Turns out that for the High Rankings site, I had in fact blocked the main search results pages, but I had missed the fact that we had a separate search function for forum pages (still within the main pages of the site, not the search function for the forum pages themselves). So that mystery was solved, and it wasn't a case of Google ignoring my robots.txt file.
But when I looked at the weird search result page they had indexed, I saw that the search result was for this search query:
"conversions, rewriting content, 301-redirects, website development, content management"
Huh?
I thought about it a bit as those words somehow seemed familiar to me.
AHA! I remembered that those were the very keywords I had put into the Meta keyword tag of my last posted newsletter article: 3 SEO Traps to Avoid During Your Redesign.
So what does this mean?
For one thing, it helps solve the mystery of where Google gets some of the weird stuff they stick in website's search boxes. It's certainly not the only thing they use, but they obviously use it as one way of making searches. I'm kind of surprised they put the whole string of keywords into the search box though. Why not use the comma separation and put the individual phrases in instead? Seems like that would be more useful. It's possible that they do that as well, of course.

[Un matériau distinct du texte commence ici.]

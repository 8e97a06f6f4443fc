//! Contact form validation.

use std::sync::LazyLock;

use regex::Regex;
use serde::{Deserialize, Serialize};
use thiserror::Error;

pub const MIN_NAME_CHARS: usize = 2;
pub const MIN_MESSAGE_CHARS: usize = 10;

static EMAIL_RE: LazyLock<Regex> =
    LazyLock::new(|| Regex::new(r"^[^\s@]+@[^\s@]+\.[^\s@]+$").expect("valid email regex"));

#[derive(Debug, Clone, Copy, PartialEq, Eq, Hash, Serialize, Deserialize)]
#[serde(rename_all = "lowercase")]
pub enum Field {
    Name,
    Email,
    Subject,
    Message,
}

impl Field {
    pub const fn as_str(self) -> &'static str {
        match self {
            Field::Name => "name",
            Field::Email => "email",
            Field::Subject => "subject",
            Field::Message => "message",
        }
    }
}

#[derive(Debug, Clone, PartialEq, Eq, Error)]
pub enum ContactError {
    #[error("Name is required")]
    NameRequired,
    #[error("Name must be at least 2 characters long")]
    NameTooShort,
    #[error("Email is required")]
    EmailRequired,
    #[error("Please enter a valid email address")]
    EmailInvalid,
    #[error("Subject is required")]
    SubjectRequired,
    #[error("Message is required")]
    MessageRequired,
    #[error("Message must be at least 10 characters long")]
    MessageTooShort,
}

impl ContactError {
    pub const fn field(&self) -> Field {
        match self {
            ContactError::NameRequired | ContactError::NameTooShort => Field::Name,
            ContactError::EmailRequired | ContactError::EmailInvalid => Field::Email,
            ContactError::SubjectRequired => Field::Subject,
            ContactError::MessageRequired | ContactError::MessageTooShort => Field::Message,
        }
    }
}

#[derive(Debug, Clone, Default, PartialEq, Eq, Serialize, Deserialize)]
#[serde(default)]
pub struct ContactForm {
    pub name: String,
    pub email: String,
    pub subject: String,
    pub message: String,
}

impl ContactForm {
    /// Check every field; all failures are returned, in field order.
    pub fn validate(&self) -> Result<(), Vec<ContactError>> {
        let mut errors = Vec::new();

        let name = self.name.trim();
        if name.is_empty() {
            errors.push(ContactError::NameRequired);
        } else if name.chars().count() < MIN_NAME_CHARS {
            errors.push(ContactError::NameTooShort);
        }

        let email = self.email.trim();
        if email.is_empty() {
            errors.push(ContactError::EmailRequired);
        } else if !EMAIL_RE.is_match(email) {
            errors.push(ContactError::EmailInvalid);
        }

        if self.subject.trim().is_empty() {
            errors.push(ContactError::SubjectRequired);
        }

        let message = self.message.trim();
        if message.is_empty() {
            errors.push(ContactError::MessageRequired);
        } else if message.chars().count() < MIN_MESSAGE_CHARS {
            errors.push(ContactError::MessageTooShort);
        }

        if errors.is_empty() {
            Ok(())
        } else {
            Err(errors)
        }
    }
}
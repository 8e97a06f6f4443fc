//! Library components of the formfit command-line driver.

pub mod logging;
pub mod prefs;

The other interesting thing is that this means that the Meta keyword tag is not completely ignored by Google as most of us have believed. While it's still most definitely ignored in terms of it having any effect on whether your site will show up in a Google search, they do appear to extract the information for other reasons such as this.
Now I have to decide if I should block those forum search pages from being indexed or maybe let it ride so I can see what other interesting queries Google uses and try to figure out where they're getting them from.

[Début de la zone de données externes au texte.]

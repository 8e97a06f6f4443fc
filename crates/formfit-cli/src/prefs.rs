//! Preferences saved as a flat JSON object on disk.

use std::collections::BTreeMap;
use std::fs;
use std::io;
use std::path::{Path, PathBuf};

use formfit_core::i18n::{PreferenceStore, StoreError};
use tracing::{debug, warn};

/// Default preference file, relative to the working directory.
pub const DEFAULT_PREFS_FILE: &str = ".formfit-preferences.json";

/// A [`PreferenceStore`] backed by a JSON file.
///
/// Every `set` rewrites the whole file.
#[derive(Debug, Clone)]
pub struct FileStore {
    path: PathBuf,
    values: BTreeMap<String, String>,
}

impl FileStore {
    /// Load the file at `path`.
    ///
    /// A missing file starts empty. An unreadable or malformed file also
    /// starts empty, with a warning.
    pub fn open(path: impl Into<PathBuf>) -> Self {
        let path = path.into();
        let values = match read_preferences(&path) {
            Ok(Some(text)) => serde_json::from_str(&text).unwrap_or_else(|e| {
                warn!(path = %path.display(), error = %e, "ignoring malformed preference file");
                BTreeMap::new()
            }),
            Ok(None) => BTreeMap::new(),
            Err(e) => {
                warn!(path = %path.display(), error = %e, "cannot read preference file");
                BTreeMap::new()
            }
        };
        debug!(path = %path.display(), entries = values.len(), "preferences loaded");
        Self { path, values }
    }

    pub fn path(&self) -> &Path {
        &self.path
    }
}

/// `Ok(None)` when the file does not exist.
fn read_preferences(path: &Path) -> io::Result<Option<String>> {
    match fs::read_to_string(path) {
        Ok(text) => Ok(Some(text)),
        Err(e) if e.kind() == io::ErrorKind::NotFound => Ok(None),
        Err(e) => Err(e),
    }
}

impl PreferenceStore for FileStore {
    fn get(&self, key: &str) -> Option<String> {
        self.values.get(key).cloned()
    }

    fn set(&mut self, key: &str, value: &str) -> Result<(), StoreError> {
        let mut values = self.values.clone();
        values.insert(key.to_string(), value.to_string());
        let json =
            serde_json::to_string_pretty(&values).map_err(|e| StoreError::Write(e.to_string()))?;
        fs::write(&self.path, json).map_err(|e| {
            StoreError::Write(format!("{}: {e}", self.path.display()))
        })?;
        self.values = values;
        Ok(())
    }
}

#[cfg(test)]
mod tests {
    use super::*;
    use tempfile::TempDir;

    #[test]
    fn test_missing_file_is_not_an_error() {
        let dir = TempDir::new().unwrap();
        assert!(read_preferences(&dir.path().join("absent.json")).unwrap().is_none());
    }

    #[test]
    fn test_unreadable_path_is_reported() {
        let dir = TempDir::new().unwrap();
        // A directory exists but cannot be read as a file
        assert!(read_preferences(dir.path()).is_err());

        let store = FileStore::open(dir.path());
        assert_eq!(store.get("language"), None);
    }

    #[test]
    fn test_existing_file_is_read() {
        let dir = TempDir::new().unwrap();
        let path = dir.path().join("prefs.json");
        fs::write(&path, r#"{"language":"hi"}"#).unwrap();

        assert_eq!(
            read_preferences(&path).unwrap().as_deref(),
            Some(r#"{"language":"hi"}"#)
        );
        assert_eq!(FileStore::open(&path).get("language").as_deref(), Some("hi"));
    }
}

Sa version me semble un peu différente de celle postée sur le JDN :
En gros, pour faire des tests, Google tente de valider des formulaires de recherche pour accéder à des pages potentiellement masquées (Web profond, ou web invisible) qui ne seraient accessibles que depuis une requête dans un moteur interne.
Son expérience démontre « seulement » que Google se sert du contenu de ces meta keywords pour remplir ces formulaires (permettant également de vérifier la pertinence de ces keywords), pas pour classer les pages (Ce que prétend pourtant le JDN).

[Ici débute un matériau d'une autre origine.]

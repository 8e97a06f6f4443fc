//! Crop box geometry and pixel cropping.
//!
//! All rectangles are normalized (0.0 to 1.0) relative to the canvas they
//! sit on, with the origin at the top-left corner. This keeps the crop box
//! valid when the canvas is redrawn at a different zoom.

use serde::{Deserialize, Serialize};

use crate::decode::Bitmap;

/// Smallest box edge, as a fraction of the canvas.
pub const MIN_CROP_FRACTION: f64 = 0.01;

/// A normalized rectangle: the draggable crop box, or a committed crop.
#[derive(Debug, Clone, Copy, PartialEq, Serialize, Deserialize)]
pub struct CropRect {
    pub left: f64,
    pub top: f64,
    pub width: f64,
    pub height: f64,
}

impl Default for CropRect {
    /// The box shown when crop mode is entered: 60% of the canvas, centered.
    fn default() -> Self {
        Self {
            left: 0.2,
            top: 0.2,
            width: 0.6,
            height: 0.6,
        }
    }
}

impl CropRect {
    /// The whole canvas.
    pub const FULL: CropRect = CropRect {
        left: 0.0,
        top: 0.0,
        width: 1.0,
        height: 1.0,
    };

    /// Build a rectangle, clamped so it lies inside the unit square.
    pub fn new(left: f64, top: f64, width: f64, height: f64) -> Self {
        let mut rect = Self::FULL;
        rect.resize_to(width, height);
        rect.move_to(left, top);
        rect.resize_to(width, height);
        rect
    }

    pub fn right(&self) -> f64 {
        self.left + self.width
    }

    pub fn bottom(&self) -> f64 {
        self.top + self.height
    }

    pub fn is_full(&self) -> bool {
        self.left <= 0.0 && self.top <= 0.0 && self.width >= 1.0 && self.height >= 1.0
    }

    /// Drag the box so its top-left corner is at (`left`, `top`).
    ///
    /// The position is clamped so the box never leaves the canvas.
    pub fn move_to(&mut self, left: f64, top: f64) {
        self.left = clamp_unit(left, 1.0 - self.width);
        self.top = clamp_unit(top, 1.0 - self.height);
    }

    /// Drag the box by a relative offset.
    pub fn move_by(&mut self, dx: f64, dy: f64) {
        self.move_to(self.left + dx, self.top + dy);
    }

    /// Change the box size, keeping its top-left corner.
    ///
    /// Sizes are clamped to the room left between the corner and the canvas
    /// edge and never go below `MIN_CROP_FRACTION`.
    pub fn resize_to(&mut self, width: f64, height: f64) {
        let max_w = (1.0 - self.left).max(MIN_CROP_FRACTION);
        let max_h = (1.0 - self.top).max(MIN_CROP_FRACTION);
        self.width = clamp_size(width, max_w);
        self.height = clamp_size(height, max_h);
        // Corner may have to move back if it sat in the last sliver
        self.left = self.left.min(1.0 - self.width);
        self.top = self.top.min(1.0 - self.height);
    }

    /// Express `inner` (relative to this rectangle) relative to the canvas
    /// this rectangle lives on. Used to stack a second crop on a first.
    pub fn compose(&self, inner: &CropRect) -> CropRect {
        CropRect {
            left: self.left + inner.left * self.width,
            top: self.top + inner.top * self.height,
            width: inner.width * self.width,
            height: inner.height * self.height,
        }
    }
}

fn clamp_unit(value: f64, max: f64) -> f64 {
    if value.is_nan() {
        return 0.0;
    }
    value.clamp(0.0, max.max(0.0))
}

fn clamp_size(value: f64, max: f64) -> f64 {
    if value.is_nan() {
        return max;
    }
    value.clamp(MIN_CROP_FRACTION, max)
}

/// Crop a bitmap to a normalized rectangle.
///
/// Coordinates outside the bitmap are clamped, the output is at least 1x1,
/// and a full-canvas rectangle returns a copy of the input.
pub fn apply_crop(bitmap: &Bitmap, rect: &CropRect) -> Bitmap {
    if rect.is_full() {
        return bitmap.clone();
    }

    let src_w = f64::from(bitmap.width);
    let src_h = f64::from(bitmap.height);

    let px_left = (rect.left.clamp(0.0, 1.0) * src_w).round() as u32;
    let px_top = (rect.top.clamp(0.0, 1.0) * src_h).round() as u32;
    let px_width = (rect.width.clamp(0.0, 1.0) * src_w).round() as u32;
    let px_height = (rect.height.clamp(0.0, 1.0) * src_h).round() as u32;

    let px_left = px_left.min(bitmap.width.saturating_sub(1));
    let px_top = px_top.min(bitmap.height.saturating_sub(1));
    let px_right = (px_left + px_width).min(bitmap.width);
    let px_bottom = (px_top + px_height).min(bitmap.height);

    let out_width = px_right.saturating_sub(px_left).max(1);
    let out_height = px_bottom.saturating_sub(px_top).max(1);

    let stride = bitmap.width as usize * Bitmap::CHANNELS;
    let row_bytes = out_width as usize * Bitmap::CHANNELS;
    let mut output = Vec::with_capacity(row_bytes * out_height as usize);

    for y in px_top..px_top + out_height {
        let start = y as usize * stride + px_left as usize * Bitmap::CHANNELS;
        output.extend_from_slice(&bitmap.pixels[start..start + row_bytes]);
    }

    Bitmap::new(out_width, out_height, output)
}


#[cfg(test)]
mod proptests {
    use super::*;
    use proptest::prelude::*;

    fn rect_strategy() -> impl Strategy<Value = CropRect> {
        (0.0f64..=1.0, 0.0f64..=1.0, 0.0f64..=1.0, 0.0f64..=1.0)
            .prop_map(|(l, t, w, h)| CropRect::new(l, t, w, h))
    }

    proptest! {
        /// The box stays inside the canvas after any sequence of drags.
        #[test]
        fn prop_drag_stays_inside(
            rect in rect_strategy(),
            moves in prop::collection::vec((-2.0f64..2.0, -2.0f64..2.0), 0..20),
        ) {
            let mut rect = rect;
            for (dx, dy) in moves {
                rect.move_by(dx, dy);
                prop_assert!(rect.left >= 0.0 && rect.top >= 0.0);
                prop_assert!(rect.right() <= 1.0 + 1e-9);
                prop_assert!(rect.bottom() <= 1.0 + 1e-9);
            }
        }

        /// Cropped output is never empty and never larger than the input.
        #[test]
        fn prop_output_bounded(
            (width, height) in (1u32..=64, 1u32..=64),
            rect in rect_strategy(),
        ) {
            let bmp = Bitmap::filled(width, height, [1, 2, 3, 4]);
            let result = apply_crop(&bmp, &rect);

            prop_assert!(result.width >= 1 && result.width <= width);
            prop_assert!(result.height >= 1 && result.height <= height);
            prop_assert_eq!(
                result.pixels.len(),
                (result.width * result.height * 4) as usize
            );
        }
    }
}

Donc en substance, Google n'utilise pas la meta keywords pour positionner les pages (Et aucun moteur actuel ne le fait : selon ces sites (VO ou VF), seuls Altavista, Inktomi, Lycos et d'autres le faisaient, puis ont progressivement arrêté lorsqu'ils se sont rendus compte que la balise était trop facilement spammable. De tous les moteurs cités, seul Altavista subsiste. Peut-être peut-on lier ces diverses chutes en partie au manque de pertinence induit par la pondération des mots-clés dans les résultats.
Des trois principaux mastodontes, seul Yahoo l'a véritablement utilisée, jusqu'à 2009. Après cette date, sa pondération semble avoir été grandement diminuée, même s'il est toujours possible de positionner une page avec un mot-clé inexistant au préalable (Sorry Yahoo, you DO index the meta keywords tag).
De manière générale, un moteur ne doit pas baser ses résultats de recherche sur des contenus non visibles par l'utilisateur, qui sont beaucoup trop faciles à spammer (meta keywords, meta description …) au risque de se tirer une balle dans le pied. C'est également pour ça qu'ils font tous la chasse aux textes cachés, aux liens invisibles etc. De plus, les algorithmes utilisés maintenant sont parfaitement capables d'extraire les mots-clés importants du contenu du texte.
Par contre, je serai Google (ou tout autre), je me servirai quand même du contenu de la meta keywords pour détecter du spam : si ceux-ci ne correspondent pas au thème de la page, un flag « spam potentiel » pourrait déclencher une vérification manuelle du site pour déterminer s'il y a lieu de lui apposer une pénalité.
Qu'en pensez-vous ?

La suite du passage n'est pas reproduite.